For investment-linked products, the life investment contract liability is directly linked to the performance and value of the assets that back them and is determined as the fair value of those assets after tax. For fixed income products, the liability is determined as the net present value of expected cash flows, subject to a minimum of the current surrender value.

39.19. OTHER SIGNIFICANT ACCOUNTING POLICIES SPECIFICALLY APPLICABLE TO LIFE INSURANCE CONTRACTS

Under the Life Act, the business activities of the Australian Life company is conducted within one or more separate statutory funds, which are distinguished from each other and from the shareholder funds. The financial report of the Australian Life company, which is lodged with the relevant Australian regulators, is prepared in accordance with AASB 1038 Life Insurance Contracts. It shows all major components of the financial statements disaggregated between the various life insurance statutory funds and its shareholder funds, as well as between investment-linked business and non-investment-linked business.

The assets of Life companies are allocated between the policyowners and shareholder funds with all assets, liabilities, revenues and expenses recognised in the financial statements, irrespective of whether they are policyowner or shareholder owned.

The shareholder's entitlement to monies held in the statutory funds is subject to the distribution and transfer restrictions and other requirements of the Life Act and the relevant Life company's constitution. The main restrictions are that the assets in a fund can only be used to meet the liabilities and expenses of that fund, to acquire investments to further the business of the fund, or as distributions.

Basis of expense apportionment

Life insurance expenditure has been apportioned to the different classes of business in accordance with Division 2 of Part 6 of the Life Act. The expense apportionment basis is in line with the principles set out in APRA Prudential Standard LPS 340 Valuation of Policy Liabilities and the New Zealand Society of Actuaries Professional Standard Number 3 Determination of Life Insurance Policy Liabilities.

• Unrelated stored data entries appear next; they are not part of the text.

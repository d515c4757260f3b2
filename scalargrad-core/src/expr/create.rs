// src/expr/create.rs

use crate::expr::{Constant, Expr, ExprKind};
use crate::ops::arithmetic::{product_op, sum_op};
use num_traits::Float;

/// Creates a leaf node holding `value`, optionally labeled for display.
pub fn constant<T: Float>(value: T, label: Option<&str>) -> Expr<T> {
    Expr::new(ExprKind::Constant(Constant::new(value, label)))
}

/// Creates `left + right`. Both children are moved into the new node.
pub fn sum<T: Float>(left: Expr<T>, right: Expr<T>) -> Expr<T> {
    sum_op(left, right)
}

/// Creates `left * right`. Both children are moved into the new node.
pub fn product<T: Float>(left: Expr<T>, right: Expr<T>) -> Expr<T> {
    product_op(left, right)
}
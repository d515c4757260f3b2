// Export foundational arithmetic operations directly
pub mod product;
pub mod sum;

// Re-export the primary operation functions
pub use product::product_op;
pub use sum::sum_op;
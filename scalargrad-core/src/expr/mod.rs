// src/expr/mod.rs

use num_traits::Float;
use std::cell::Cell;
use std::collections::HashSet;
use std::rc::Rc;

use crate::error::ExprError;

mod autograd;
mod binary;
mod leaf;
pub mod create;
mod debug;
mod display;

pub use binary::BinaryOperation;
pub use leaf::Constant;
// Re-export creation functions to make them public
pub use create::{constant, product, sum};

/// The closed set of node variants an expression graph is built from.
///
/// `evaluate`, `backprop` and the textual rendering all `match` on this enum,
/// so adding a variant is a compile error until every one of them handles it.
pub enum ExprKind<T> {
    /// Leaf holding a fixed scalar and an optional display label.
    Constant(Constant<T>),
    /// `left + right`.
    Sum(BinaryOperation<T>),
    /// `left * right`.
    Product(BinaryOperation<T>),
}

impl<T> ExprKind<T> {
    /// Short variant name used in logs and error messages.
    pub fn name(&self) -> &'static str {
        match self {
            ExprKind::Constant(_) => "Constant",
            ExprKind::Sum(_) => "Sum",
            ExprKind::Product(_) => "Product",
        }
    }
}

/// Node state shared by every handle pointing at the same node.
pub(crate) struct ExprData<T> {
    /// Gradient accumulator: sum of the upstream gradients received so far.
    /// Starts at zero and is only reset by `clear_grad` / `zero_grad`.
    pub(crate) grad: Cell<T>,
    pub(crate) kind: ExprKind<T>,
}

/// Handle to a node of a scalar expression graph.
///
/// `Expr` wraps `Rc<ExprData>`:
/// 1.  **Shared Ownership:** the caller keeps handles to inner nodes (e.g. the
///     leaves) after moving clones into parent operations, so it can read their
///     gradients once `backwards()` returns. Cloning is O(1).
/// 2.  **Interior Mutability:** the gradient accumulator and a Constant's value live
///     in `Cell`s and can be updated through `&Expr`.
///
/// The intended shape is a tree. Reusing a handle as the child of two operations
/// turns it into a DAG; gradients below a shared operation node are then
/// over-counted, see [`Expr::backprop`].
pub struct Expr<T = f64> {
    pub(crate) data: Rc<ExprData<T>>,
}

impl<T: Float> Expr<T> {
    pub(crate) fn new(kind: ExprKind<T>) -> Self {
        Expr {
            data: Rc::new(ExprData {
                grad: Cell::new(T::zero()),
                kind,
            }),
        }
    }

    /// Returns the variant of this node.
    pub fn kind(&self) -> &ExprKind<T> {
        &self.data.kind
    }

    /// Current value of the gradient accumulator.
    pub fn grad(&self) -> T {
        self.data.grad.get()
    }

    /// Adds `delta` to the gradient accumulator.
    pub fn accumulate(&self, delta: T) {
        let grad = &self.data.grad;
        grad.set(grad.get() + delta);
    }

    /// Resets this node's accumulator to zero. Children are left untouched,
    /// use [`Expr::zero_grad`] to reset a whole graph.
    pub fn clear_grad(&self) {
        self.data.grad.set(T::zero());
    }

    /// Recomputes the value of this node from its children.
    ///
    /// Nothing is cached: every call walks the whole subgraph again, so the
    /// cost is proportional to the size of the subtree.
    pub fn evaluate(&self) -> T {
        match self.kind() {
            ExprKind::Constant(c) => c.value(),
            ExprKind::Sum(op) => crate::ops::arithmetic::sum::forward(op),
            ExprKind::Product(op) => crate::ops::arithmetic::product::forward(op),
        }
    }

    /// Returns `true` if this node has no children.
    pub fn is_leaf(&self) -> bool {
        matches!(self.kind(), ExprKind::Constant(_))
    }

    /// Returns the `(left, right)` children of a binary operation, `None` for a leaf.
    pub fn children(&self) -> Option<(&Expr<T>, &Expr<T>)> {
        match self.kind() {
            ExprKind::Constant(_) => None,
            ExprKind::Sum(op) | ExprKind::Product(op) => Some((op.left(), op.right())),
        }
    }

    /// Returns the Constant payload if this node is a leaf.
    pub fn as_constant(&self) -> Option<&Constant<T>> {
        match self.kind() {
            ExprKind::Constant(c) => Some(c),
            _ => None,
        }
    }

    /// Display label of a Constant, `None` for unlabeled leaves and operations.
    pub fn label(&self) -> Option<&str> {
        self.as_constant().and_then(|c| c.label())
    }

    /// Reads the stored value of a Constant.
    pub fn value(&self) -> Result<T, ExprError> {
        self.as_constant()
            .map(|c| c.value())
            .ok_or_else(|| self.not_a_constant("value()"))
    }

    /// Overwrites the stored value of a Constant. The gradient accumulator is not touched.
    pub fn set_value(&self, value: T) -> Result<(), ExprError> {
        let c = self
            .as_constant()
            .ok_or_else(|| self.not_a_constant("set_value()"))?;
        c.set_value(value);
        Ok(())
    }

    /// Returns `true` if both handles point to the same node.
    pub fn ptr_eq(&self, other: &Expr<T>) -> bool {
        Rc::ptr_eq(&self.data, &other.data)
    }

    /// Collects handles to every distinct node reachable from this one, in pre-order
    /// (node, then left subtree, then right subtree).
    ///
    /// Uses an explicit stack, so it does not recurse. Identity is the node's address,
    /// so a node shared under two parents is listed once, at its first visit.
    pub fn subtree(&self) -> Vec<Expr<T>> {
        let mut visited: HashSet<*const ExprData<T>> = HashSet::new();
        let mut nodes = Vec::new();
        let mut stack = vec![self.clone()];
        while let Some(node) = stack.pop() {
            if !visited.insert(Rc::as_ptr(&node.data)) {
                continue;
            }
            if let Some((left, right)) = node.children() {
                stack.push(right.clone());
                stack.push(left.clone());
            }
            nodes.push(node);
        }
        nodes
    }

    fn not_a_constant(&self, operation: &str) -> ExprError {
        ExprError::NotAConstant {
            operation: operation.to_string(),
            kind: self.kind().name(),
        }
    }
}

// Manual implementation of Clone so that `T` does not need to be `Clone`
impl<T> Clone for Expr<T> {
    fn clone(&self) -> Self {
        Expr {
            data: Rc::clone(&self.data), // Clone the Rc, not the node
        }
    }
}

Expenses excluding investment management fees, which are directly identifiable, have been apportioned between policy acquisition and policy maintenance on the basis of the objective when incurring each expense, and the outcome achieved. Where allocation is not feasible between the disclosure categories, expenses have been allocated as maintenance expenses.

Expenses directly attributable to an individual policy or product are allocated directly to the statutory fund within the class of business of that policy or product. All indirect expenses charged to profit or loss are equitably apportioned to each class of business.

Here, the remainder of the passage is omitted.